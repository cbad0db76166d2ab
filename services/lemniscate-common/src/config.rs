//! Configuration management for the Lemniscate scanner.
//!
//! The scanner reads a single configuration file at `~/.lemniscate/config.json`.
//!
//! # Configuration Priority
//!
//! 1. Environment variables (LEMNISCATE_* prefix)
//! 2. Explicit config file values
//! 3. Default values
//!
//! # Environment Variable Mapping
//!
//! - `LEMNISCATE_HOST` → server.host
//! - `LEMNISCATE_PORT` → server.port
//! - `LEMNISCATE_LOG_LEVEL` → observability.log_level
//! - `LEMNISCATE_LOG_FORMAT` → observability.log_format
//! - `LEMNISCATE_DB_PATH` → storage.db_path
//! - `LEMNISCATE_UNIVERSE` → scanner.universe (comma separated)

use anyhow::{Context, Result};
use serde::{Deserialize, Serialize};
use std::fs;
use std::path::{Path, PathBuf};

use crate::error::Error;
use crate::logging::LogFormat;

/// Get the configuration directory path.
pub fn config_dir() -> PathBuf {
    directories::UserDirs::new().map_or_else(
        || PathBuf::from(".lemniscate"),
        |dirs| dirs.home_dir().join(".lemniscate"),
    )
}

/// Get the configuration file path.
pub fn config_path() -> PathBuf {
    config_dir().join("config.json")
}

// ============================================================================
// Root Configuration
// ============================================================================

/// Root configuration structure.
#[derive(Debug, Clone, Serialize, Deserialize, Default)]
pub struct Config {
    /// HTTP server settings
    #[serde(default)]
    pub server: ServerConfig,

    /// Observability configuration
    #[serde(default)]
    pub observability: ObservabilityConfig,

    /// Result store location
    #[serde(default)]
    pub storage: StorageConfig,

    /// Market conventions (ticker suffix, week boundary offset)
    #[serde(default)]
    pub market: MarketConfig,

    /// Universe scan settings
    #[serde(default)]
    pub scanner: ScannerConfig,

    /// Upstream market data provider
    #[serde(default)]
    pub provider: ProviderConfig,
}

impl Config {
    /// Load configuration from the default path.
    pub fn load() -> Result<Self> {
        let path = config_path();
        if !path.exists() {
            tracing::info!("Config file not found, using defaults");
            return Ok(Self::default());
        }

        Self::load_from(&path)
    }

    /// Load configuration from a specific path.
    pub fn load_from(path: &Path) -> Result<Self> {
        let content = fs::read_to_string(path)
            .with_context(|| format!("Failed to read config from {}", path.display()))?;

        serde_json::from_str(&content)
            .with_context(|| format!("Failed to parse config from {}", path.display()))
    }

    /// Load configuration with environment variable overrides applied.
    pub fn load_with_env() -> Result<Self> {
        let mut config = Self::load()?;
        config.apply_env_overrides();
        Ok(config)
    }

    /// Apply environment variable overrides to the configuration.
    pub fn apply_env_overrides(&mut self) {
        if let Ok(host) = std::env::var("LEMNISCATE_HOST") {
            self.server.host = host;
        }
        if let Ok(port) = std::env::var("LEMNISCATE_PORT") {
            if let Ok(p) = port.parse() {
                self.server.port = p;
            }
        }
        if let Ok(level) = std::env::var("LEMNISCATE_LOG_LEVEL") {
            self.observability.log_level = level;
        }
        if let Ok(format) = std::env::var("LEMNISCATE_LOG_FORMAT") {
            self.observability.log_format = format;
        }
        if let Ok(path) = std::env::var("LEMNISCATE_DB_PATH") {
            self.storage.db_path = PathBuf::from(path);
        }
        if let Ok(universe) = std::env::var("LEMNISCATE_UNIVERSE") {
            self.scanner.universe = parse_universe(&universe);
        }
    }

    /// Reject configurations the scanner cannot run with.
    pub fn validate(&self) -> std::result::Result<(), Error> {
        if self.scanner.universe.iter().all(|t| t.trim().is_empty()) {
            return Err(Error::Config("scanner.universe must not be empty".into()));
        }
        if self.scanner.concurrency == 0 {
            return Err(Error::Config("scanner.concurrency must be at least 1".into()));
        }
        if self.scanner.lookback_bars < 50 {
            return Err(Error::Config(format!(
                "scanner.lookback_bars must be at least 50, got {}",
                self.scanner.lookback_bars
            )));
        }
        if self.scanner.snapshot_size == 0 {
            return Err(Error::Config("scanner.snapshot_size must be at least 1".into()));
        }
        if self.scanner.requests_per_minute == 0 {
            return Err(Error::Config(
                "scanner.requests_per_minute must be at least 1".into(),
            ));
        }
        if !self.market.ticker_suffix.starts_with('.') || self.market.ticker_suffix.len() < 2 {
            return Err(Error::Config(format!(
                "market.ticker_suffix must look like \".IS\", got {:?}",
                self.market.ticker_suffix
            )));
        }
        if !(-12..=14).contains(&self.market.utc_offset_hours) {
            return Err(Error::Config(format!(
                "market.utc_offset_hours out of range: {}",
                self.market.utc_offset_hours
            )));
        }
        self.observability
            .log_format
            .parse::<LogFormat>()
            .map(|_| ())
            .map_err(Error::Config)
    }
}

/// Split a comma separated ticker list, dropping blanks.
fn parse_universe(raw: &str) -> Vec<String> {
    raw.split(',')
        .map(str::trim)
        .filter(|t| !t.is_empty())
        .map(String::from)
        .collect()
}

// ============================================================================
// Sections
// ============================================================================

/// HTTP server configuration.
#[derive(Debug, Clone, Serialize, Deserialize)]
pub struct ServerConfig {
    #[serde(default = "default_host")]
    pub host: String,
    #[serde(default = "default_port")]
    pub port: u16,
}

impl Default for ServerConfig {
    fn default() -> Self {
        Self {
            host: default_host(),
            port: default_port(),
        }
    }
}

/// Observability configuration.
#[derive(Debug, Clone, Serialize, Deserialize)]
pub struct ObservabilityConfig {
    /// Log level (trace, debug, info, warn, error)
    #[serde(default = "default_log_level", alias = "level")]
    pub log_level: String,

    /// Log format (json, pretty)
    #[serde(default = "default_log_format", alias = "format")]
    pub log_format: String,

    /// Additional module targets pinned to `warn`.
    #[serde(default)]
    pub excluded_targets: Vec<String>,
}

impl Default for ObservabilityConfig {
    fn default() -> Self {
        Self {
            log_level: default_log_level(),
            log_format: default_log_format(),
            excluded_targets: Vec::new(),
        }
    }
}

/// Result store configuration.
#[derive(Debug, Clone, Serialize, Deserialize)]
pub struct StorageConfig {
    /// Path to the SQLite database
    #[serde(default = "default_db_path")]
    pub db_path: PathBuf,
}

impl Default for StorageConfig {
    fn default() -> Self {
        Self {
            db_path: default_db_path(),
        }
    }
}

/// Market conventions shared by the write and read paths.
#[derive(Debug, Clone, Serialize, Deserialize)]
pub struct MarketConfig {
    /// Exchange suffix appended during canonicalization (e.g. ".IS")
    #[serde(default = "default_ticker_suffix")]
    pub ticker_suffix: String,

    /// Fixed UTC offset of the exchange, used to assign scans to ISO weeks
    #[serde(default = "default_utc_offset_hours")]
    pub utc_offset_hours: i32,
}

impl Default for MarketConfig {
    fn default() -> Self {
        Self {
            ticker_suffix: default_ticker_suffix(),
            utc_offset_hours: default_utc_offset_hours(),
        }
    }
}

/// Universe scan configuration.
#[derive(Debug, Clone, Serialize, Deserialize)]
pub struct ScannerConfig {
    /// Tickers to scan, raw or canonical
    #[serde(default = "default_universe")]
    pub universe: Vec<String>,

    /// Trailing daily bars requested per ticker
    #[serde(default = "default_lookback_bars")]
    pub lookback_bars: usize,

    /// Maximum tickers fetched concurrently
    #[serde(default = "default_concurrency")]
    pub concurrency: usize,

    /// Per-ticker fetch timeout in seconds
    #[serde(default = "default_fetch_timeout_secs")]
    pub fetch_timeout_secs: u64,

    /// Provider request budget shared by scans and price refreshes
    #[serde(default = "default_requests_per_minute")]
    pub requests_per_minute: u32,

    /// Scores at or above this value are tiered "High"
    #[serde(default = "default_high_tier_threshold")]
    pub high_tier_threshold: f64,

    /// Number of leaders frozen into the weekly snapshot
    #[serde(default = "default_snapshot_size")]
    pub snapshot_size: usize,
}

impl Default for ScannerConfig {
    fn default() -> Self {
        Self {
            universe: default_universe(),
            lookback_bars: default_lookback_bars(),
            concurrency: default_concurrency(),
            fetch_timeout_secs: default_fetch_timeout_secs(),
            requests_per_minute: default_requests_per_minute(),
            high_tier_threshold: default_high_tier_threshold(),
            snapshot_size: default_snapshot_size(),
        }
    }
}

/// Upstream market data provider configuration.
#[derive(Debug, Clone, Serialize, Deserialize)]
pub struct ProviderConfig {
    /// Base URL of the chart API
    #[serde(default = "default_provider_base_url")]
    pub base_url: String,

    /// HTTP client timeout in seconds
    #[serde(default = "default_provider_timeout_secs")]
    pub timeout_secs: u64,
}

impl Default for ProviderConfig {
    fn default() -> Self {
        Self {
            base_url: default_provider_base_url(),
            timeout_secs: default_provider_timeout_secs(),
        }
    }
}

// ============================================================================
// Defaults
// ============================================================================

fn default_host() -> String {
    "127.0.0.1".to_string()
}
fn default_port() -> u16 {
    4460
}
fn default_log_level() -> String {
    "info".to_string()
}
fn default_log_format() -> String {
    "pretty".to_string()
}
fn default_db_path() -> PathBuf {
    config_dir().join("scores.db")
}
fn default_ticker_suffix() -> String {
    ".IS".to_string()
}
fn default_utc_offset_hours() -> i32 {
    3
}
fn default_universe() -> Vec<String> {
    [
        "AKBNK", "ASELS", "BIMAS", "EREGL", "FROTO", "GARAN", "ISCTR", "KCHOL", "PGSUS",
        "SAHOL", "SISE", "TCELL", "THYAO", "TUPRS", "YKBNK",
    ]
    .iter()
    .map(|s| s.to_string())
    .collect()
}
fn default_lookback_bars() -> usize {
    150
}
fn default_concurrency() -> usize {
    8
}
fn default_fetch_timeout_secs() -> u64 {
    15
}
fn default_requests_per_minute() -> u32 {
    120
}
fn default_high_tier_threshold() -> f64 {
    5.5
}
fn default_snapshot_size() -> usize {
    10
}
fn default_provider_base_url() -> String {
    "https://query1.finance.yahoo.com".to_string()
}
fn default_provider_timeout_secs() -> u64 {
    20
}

++++

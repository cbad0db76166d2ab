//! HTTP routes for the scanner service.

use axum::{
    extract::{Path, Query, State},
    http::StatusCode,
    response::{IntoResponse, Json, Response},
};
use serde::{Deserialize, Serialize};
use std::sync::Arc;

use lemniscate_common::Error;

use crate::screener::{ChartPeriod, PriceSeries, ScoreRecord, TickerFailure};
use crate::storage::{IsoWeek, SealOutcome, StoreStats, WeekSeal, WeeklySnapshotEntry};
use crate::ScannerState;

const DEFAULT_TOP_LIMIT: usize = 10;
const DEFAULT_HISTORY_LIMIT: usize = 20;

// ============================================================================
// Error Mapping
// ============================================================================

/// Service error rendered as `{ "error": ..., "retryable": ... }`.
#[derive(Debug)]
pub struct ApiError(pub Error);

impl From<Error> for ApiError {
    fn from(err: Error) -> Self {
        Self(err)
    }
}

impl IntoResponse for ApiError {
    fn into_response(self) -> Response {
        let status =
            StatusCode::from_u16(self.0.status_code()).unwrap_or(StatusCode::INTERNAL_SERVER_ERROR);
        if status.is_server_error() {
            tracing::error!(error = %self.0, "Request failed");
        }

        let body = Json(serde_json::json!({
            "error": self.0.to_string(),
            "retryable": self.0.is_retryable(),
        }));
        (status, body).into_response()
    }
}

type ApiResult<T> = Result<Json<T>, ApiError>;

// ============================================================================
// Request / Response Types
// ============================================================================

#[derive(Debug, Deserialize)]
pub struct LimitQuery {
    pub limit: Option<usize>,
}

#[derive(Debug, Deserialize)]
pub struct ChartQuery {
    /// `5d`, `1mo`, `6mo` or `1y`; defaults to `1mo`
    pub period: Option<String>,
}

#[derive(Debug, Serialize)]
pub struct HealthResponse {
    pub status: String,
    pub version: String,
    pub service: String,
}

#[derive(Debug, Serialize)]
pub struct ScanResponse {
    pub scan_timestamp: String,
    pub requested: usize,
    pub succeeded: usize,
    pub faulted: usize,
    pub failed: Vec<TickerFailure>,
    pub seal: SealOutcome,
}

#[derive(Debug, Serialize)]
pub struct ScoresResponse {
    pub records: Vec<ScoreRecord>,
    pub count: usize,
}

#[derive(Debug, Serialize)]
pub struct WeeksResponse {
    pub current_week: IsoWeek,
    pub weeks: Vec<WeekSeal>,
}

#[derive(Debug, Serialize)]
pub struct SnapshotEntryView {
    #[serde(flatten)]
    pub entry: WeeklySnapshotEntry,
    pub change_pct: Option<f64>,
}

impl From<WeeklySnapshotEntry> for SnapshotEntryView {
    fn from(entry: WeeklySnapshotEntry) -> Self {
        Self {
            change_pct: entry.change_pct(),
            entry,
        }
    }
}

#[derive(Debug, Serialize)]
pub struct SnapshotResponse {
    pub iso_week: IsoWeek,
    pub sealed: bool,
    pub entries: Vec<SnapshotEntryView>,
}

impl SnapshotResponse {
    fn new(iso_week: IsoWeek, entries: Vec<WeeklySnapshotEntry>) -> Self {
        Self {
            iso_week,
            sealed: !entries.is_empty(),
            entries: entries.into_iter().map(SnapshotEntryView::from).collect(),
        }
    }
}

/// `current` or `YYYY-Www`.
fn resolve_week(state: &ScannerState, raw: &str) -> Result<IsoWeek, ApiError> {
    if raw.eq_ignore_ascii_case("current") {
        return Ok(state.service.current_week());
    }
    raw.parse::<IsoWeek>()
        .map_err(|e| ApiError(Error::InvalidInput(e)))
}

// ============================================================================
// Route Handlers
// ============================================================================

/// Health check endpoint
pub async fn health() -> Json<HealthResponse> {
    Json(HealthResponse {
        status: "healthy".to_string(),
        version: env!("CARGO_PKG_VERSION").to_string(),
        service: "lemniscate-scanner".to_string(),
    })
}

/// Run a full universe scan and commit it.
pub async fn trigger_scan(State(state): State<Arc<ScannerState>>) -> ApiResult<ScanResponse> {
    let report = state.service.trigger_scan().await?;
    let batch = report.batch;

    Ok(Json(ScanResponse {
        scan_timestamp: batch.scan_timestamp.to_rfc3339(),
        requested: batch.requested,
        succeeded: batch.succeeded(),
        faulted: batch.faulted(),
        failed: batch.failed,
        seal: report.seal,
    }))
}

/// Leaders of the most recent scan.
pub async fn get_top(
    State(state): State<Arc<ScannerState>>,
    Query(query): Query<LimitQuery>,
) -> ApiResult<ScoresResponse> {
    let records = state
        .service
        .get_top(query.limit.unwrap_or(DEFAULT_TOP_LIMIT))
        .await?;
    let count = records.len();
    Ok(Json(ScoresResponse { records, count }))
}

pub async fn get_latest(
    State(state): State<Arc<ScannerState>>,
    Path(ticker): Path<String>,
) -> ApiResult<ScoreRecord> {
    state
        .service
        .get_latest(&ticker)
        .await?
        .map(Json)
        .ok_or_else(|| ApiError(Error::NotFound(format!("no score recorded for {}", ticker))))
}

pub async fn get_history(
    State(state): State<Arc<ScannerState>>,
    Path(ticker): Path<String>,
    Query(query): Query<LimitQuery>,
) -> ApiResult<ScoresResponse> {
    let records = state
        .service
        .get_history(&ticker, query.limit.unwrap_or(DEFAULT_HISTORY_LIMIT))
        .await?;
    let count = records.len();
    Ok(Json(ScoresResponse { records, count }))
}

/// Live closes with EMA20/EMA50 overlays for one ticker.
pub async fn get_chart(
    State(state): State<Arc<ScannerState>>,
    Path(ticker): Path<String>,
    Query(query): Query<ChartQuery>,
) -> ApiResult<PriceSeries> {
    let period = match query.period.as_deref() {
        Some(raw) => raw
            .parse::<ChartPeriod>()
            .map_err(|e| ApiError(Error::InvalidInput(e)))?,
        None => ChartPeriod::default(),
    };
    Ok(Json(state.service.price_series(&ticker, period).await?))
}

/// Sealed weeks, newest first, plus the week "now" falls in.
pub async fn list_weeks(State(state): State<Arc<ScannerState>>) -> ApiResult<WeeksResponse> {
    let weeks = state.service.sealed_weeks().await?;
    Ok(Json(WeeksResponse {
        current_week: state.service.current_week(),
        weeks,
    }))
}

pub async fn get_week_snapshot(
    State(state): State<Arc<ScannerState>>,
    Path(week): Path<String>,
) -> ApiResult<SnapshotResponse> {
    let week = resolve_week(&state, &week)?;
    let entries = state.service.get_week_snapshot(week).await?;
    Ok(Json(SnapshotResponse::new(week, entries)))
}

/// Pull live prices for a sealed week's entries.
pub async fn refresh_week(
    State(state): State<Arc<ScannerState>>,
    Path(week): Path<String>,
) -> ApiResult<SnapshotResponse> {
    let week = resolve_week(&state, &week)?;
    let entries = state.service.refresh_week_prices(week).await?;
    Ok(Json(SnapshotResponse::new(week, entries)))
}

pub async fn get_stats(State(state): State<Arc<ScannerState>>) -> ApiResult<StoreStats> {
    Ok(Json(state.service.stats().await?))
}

++++

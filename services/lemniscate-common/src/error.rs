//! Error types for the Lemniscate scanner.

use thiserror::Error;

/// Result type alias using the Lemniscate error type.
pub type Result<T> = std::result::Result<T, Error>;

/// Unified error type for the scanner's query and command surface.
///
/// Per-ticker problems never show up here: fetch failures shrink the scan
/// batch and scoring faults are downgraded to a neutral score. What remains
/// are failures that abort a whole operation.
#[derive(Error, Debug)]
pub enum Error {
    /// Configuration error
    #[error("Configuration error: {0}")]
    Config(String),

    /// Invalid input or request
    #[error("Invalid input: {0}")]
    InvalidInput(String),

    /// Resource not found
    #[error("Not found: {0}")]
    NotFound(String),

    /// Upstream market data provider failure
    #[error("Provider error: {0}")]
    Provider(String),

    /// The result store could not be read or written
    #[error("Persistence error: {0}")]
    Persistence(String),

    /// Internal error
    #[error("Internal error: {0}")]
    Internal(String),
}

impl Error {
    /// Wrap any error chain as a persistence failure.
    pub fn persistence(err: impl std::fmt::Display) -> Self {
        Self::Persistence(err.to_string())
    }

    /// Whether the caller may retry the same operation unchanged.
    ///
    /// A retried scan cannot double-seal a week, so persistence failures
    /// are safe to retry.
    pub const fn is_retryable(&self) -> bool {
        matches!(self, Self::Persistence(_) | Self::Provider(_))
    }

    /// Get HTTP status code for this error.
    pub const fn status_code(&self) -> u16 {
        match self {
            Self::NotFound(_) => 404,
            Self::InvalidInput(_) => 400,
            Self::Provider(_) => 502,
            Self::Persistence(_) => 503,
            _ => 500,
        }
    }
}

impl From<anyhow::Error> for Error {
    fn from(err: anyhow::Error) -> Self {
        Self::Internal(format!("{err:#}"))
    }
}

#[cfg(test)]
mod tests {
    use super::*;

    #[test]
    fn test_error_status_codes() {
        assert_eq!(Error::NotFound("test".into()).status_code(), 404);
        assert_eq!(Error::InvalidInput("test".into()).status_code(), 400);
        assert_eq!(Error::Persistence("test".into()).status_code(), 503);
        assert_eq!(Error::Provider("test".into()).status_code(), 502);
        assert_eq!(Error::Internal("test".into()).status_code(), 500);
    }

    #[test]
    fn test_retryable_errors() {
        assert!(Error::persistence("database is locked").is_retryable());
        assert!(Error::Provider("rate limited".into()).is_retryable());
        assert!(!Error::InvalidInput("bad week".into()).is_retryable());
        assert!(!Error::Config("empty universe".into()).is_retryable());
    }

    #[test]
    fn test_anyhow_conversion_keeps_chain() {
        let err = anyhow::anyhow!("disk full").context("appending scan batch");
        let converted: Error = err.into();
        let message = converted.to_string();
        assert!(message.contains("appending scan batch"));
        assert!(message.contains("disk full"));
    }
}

++++

Your instructions → Number of lines above with the word "alias": supply it alone.

Answer for the task → 3